Typically, personal data is divided into two categories. Some countries also have a third category while others consider the category “Confidential personal data” to be of the same category as sensitive data.

• General or common personal data: names, e-mail addresses, place of residence, place of employment, and other factual information that is publicly available.
• Sensitive personal data (‘Special category of personal data’): Health records, information about a subject’s ethnicity, religion, or sexual identity. This data is more personal, and should therefore be handled with greater care.
• Confidential personal data: social security numbers, criminal records and other classified information that needs to be regulated separately.

How do you process personal data correctly?

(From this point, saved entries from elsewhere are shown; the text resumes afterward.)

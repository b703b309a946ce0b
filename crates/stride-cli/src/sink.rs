use async_trait::async_trait;
use owo_colors::{OwoColorize, Style};
use serde_json::Value;
use std::time::Duration;
use stride_core::error::DeliveryError;
use stride_core::notify::NotificationSink;

/// Prints notifications to stdout instead of a platform notification centre.
#[derive(Debug, Default, Clone, Copy)]
pub struct ConsoleSink;

#[async_trait]
impl NotificationSink for ConsoleSink {
    async fn schedule(
        &self,
        title: &str,
        body: &str,
        data: Value,
        delay: Option<Duration>,
    ) -> Result<String, DeliveryError> {
        let id = format!("console-{}", chrono::Utc::now().timestamp_millis());
        let title_style = Style::new().bright_white().bold();
        println!("{} {}", "🔔".style(title_style), title.style(title_style));
        println!("   {}", body);
        if let Some(delay) = delay {
            println!("   {} in {} min", "→".blue(), delay.as_secs() / 60);
        }
        tracing::debug!(%id, %data, "notification printed");
        Ok(id)
    }
}
use super::TaskRecord;
use crate::error::CoreError;
use crate::models::{
    normalize_tags, NewTaskData, NewTeamTaskData, OwnerKey, Task, TaskStatus, TeamTask,
    UpdateTaskData,
};
use crate::remote::FieldFilter;
use chrono::{DateTime, Utc};

pub const TASKS_COLLECTION: &str = "tasks";
pub const TEAM_TASKS_COLLECTION: &str = "teamTasks";

impl TaskRecord for Task {
    type Draft = NewTaskData;

    const COLLECTION: &'static str = TASKS_COLLECTION;
    const LOCAL_ID_PREFIX: &'static str = "local-task-";

    fn build(draft: NewTaskData, owner: &OwnerKey, now: DateTime<Utc>) -> Result<Self, CoreError> {
        draft.validate()?;
        let status = draft.status.unwrap_or_default();
        Ok(Task {
            id: String::new(),
            title: draft.title.trim().to_string(),
            description: draft.description.unwrap_or_default(),
            due_date: draft.due_date.unwrap_or(now),
            status,
            priority: draft.priority.unwrap_or_default(),
            tags: normalize_tags(draft.tags),
            owner_id: owner.user_id().to_string(),
            created_at: now,
            updated_at: now,
            completed_at: (status == TaskStatus::Completed).then_some(now),
        })
    }

    fn task(&self) -> &Task {
        self
    }

    fn task_mut(&mut self) -> &mut Task {
        self
    }

    fn scope_filters(owner: &OwnerKey) -> Vec<FieldFilter> {
        vec![FieldFilter::eq("userId", owner.user_id())]
    }
}

impl TaskRecord for TeamTask {
    type Draft = NewTeamTaskData;

    const COLLECTION: &'static str = TEAM_TASKS_COLLECTION;
    const LOCAL_ID_PREFIX: &'static str = "local-team-task-";

    fn build(draft: NewTeamTaskData, owner: &OwnerKey, now: DateTime<Utc>) -> Result<Self, CoreError> {
        let team_id = owner
            .team_id()
            .ok_or_else(|| CoreError::Validation("Team tasks need a team".to_string()))?
            .to_string();
        let task = Task::build(draft.task, owner, now)?;
        let assignee_id = draft
            .assignee_id
            .map(|a| a.trim().to_string())
            .filter(|a| !a.is_empty())
            .unwrap_or_else(|| owner.user_id().to_string());
        Ok(TeamTask {
            task,
            team_id,
            assignee_id,
            creator_id: owner.user_id().to_string(),
        })
    }

    fn task(&self) -> &Task {
        &self.task
    }

    fn task_mut(&mut self) -> &mut Task {
        &mut self.task
    }

    fn scope_filters(owner: &OwnerKey) -> Vec<FieldFilter> {
        match owner.team_id() {
            Some(team_id) => vec![FieldFilter::eq("teamId", team_id)],
            None => vec![FieldFilter::eq("userId", owner.user_id())],
        }
    }

    fn apply_update(&mut self, patch: &UpdateTaskData) {
        patch.apply_to(&mut self.task);
        if let Some(assignee) = patch.assignee_id.as_deref().map(str::trim) {
            if !assignee.is_empty() {
                self.assignee_id = assignee.to_string();
            }
        }
    }
}

#[cfg(test)]
mod tests {
    use super::*;
    use crate::models::{TaskPriority, TaskStatus};
    use crate::remote::Document;
    use crate::error::RemoteError;
    use serde_json::json;

    fn now() -> DateTime<Utc> {
        "2026-10-15T09:00:00Z".parse().unwrap()
    }

    #[test]
    fn build_fills_defaults() {
        let draft = NewTaskData {
            title: "  Buy milk ".into(),
            tags: vec![" errand".into(), " ".into()],
            ..Default::default()
        };
        let task = Task::build(draft, &OwnerKey::user("u1"), now()).unwrap();
        assert_eq!(task.title, "Buy milk");
        assert_eq!(task.due_date, now());
        assert_eq!(task.status, TaskStatus::Pending);
        assert_eq!(task.priority, TaskPriority::Medium);
        assert_eq!(task.tags, vec!["errand".to_string()]);
        assert_eq!(task.owner_id, "u1");
    }

    #[test]
    fn team_task_needs_a_team_scope() {
        let draft = NewTeamTaskData {
            task: NewTaskData::titled("Plan sprint"),
            assignee_id: None,
        };
        assert!(matches!(
            TeamTask::build(draft.clone(), &OwnerKey::user("u1"), now()),
            Err(CoreError::Validation(_))
        ));
        let task = TeamTask::build(draft, &OwnerKey::team_member("t1", "u1"), now()).unwrap();
        assert_eq!(task.assignee_id, "u1");
        assert_eq!(task.creator_id, "u1");
        assert_eq!(task.team_id, "t1");
    }

    #[test]
    fn documents_with_reserved_ids_are_rejected() {
        let mut task = Task::build(NewTaskData::titled("x"), &OwnerKey::user("u1"), now()).unwrap();
        task.id = "abc".into();
        let body = task.to_document().unwrap();
        assert!(body.get("id").is_none());

        let ok = Task::from_document(Document { id: "abc".into(), data: body.clone() }).unwrap();
        assert_eq!(ok, task);

        let err = Task::from_document(Document { id: "local-task-9".into(), data: body }).unwrap_err();
        assert!(matches!(err, RemoteError::InvalidResponse(_)));
    }

    #[test]
    fn remote_patch_carries_normalised_touched_fields() {
        let mut task = Task::build(NewTaskData::titled("x"), &OwnerKey::user("u1"), now()).unwrap();
        let patch = UpdateTaskData {
            tags: Some(vec![" a ".into(), "".into()]),
            assignee_id: Some("bob".into()),
            ..Default::default()
        };
        task.apply_update(&patch);
        let value = task.remote_patch(&patch).unwrap();
        assert_eq!(value, json!({"tags": ["a"], "updatedAt": "2026-10-15T09:00:00Z"}));
    }
}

In order to process personal data correctly, you need:

• The legal right and a legitimate purpose
• Consent from the person whose personal data you’re processing
• A data processing agreement

A legal right and a legitimate purpose are prerequisites whenever you process personal data. Your rights are limited by whether you’re processing general or sensitive personal data.

You need consent from the person whose personal data you’re processing. This needs to fulfill a number of requirements: it needs to be voluntary, limited or specific, informed, and unambiguous. Furthermore, you need to document and verify that you’ve obtained the consent correctly.

There are exceptions as to when a business can get consent. This could be if, for example, it’s necessary out of care and due diligence to the person, or if there is a legitimate reason for the data manager that isn’t superseded by the subject’s own interests.

You can read more about consent on GDPR.eu.

Thirdly, businesses need a data processing agreement. This is a contract which contains instructions for the data processor on how to process the information. This agreement is between the data manager and data processor.

What’s the difference between a data processor and a data manager?

The data processor and the data manager are not the same person.

The data manager is the party that determines which data to process, to what purpose, and using which tools. The data manager defines the ground rules for how the data ought to be processed.

On the other hand, the data processor is the party that performs the actual processing on behalf of the data manager.

It’s important to separate the two, because they have different requirements. One party, the data manager, ensures that the data processing is GDPR compliant, whereas the other party, the data processor, takes responsibility for acting in accordance with the given instructions.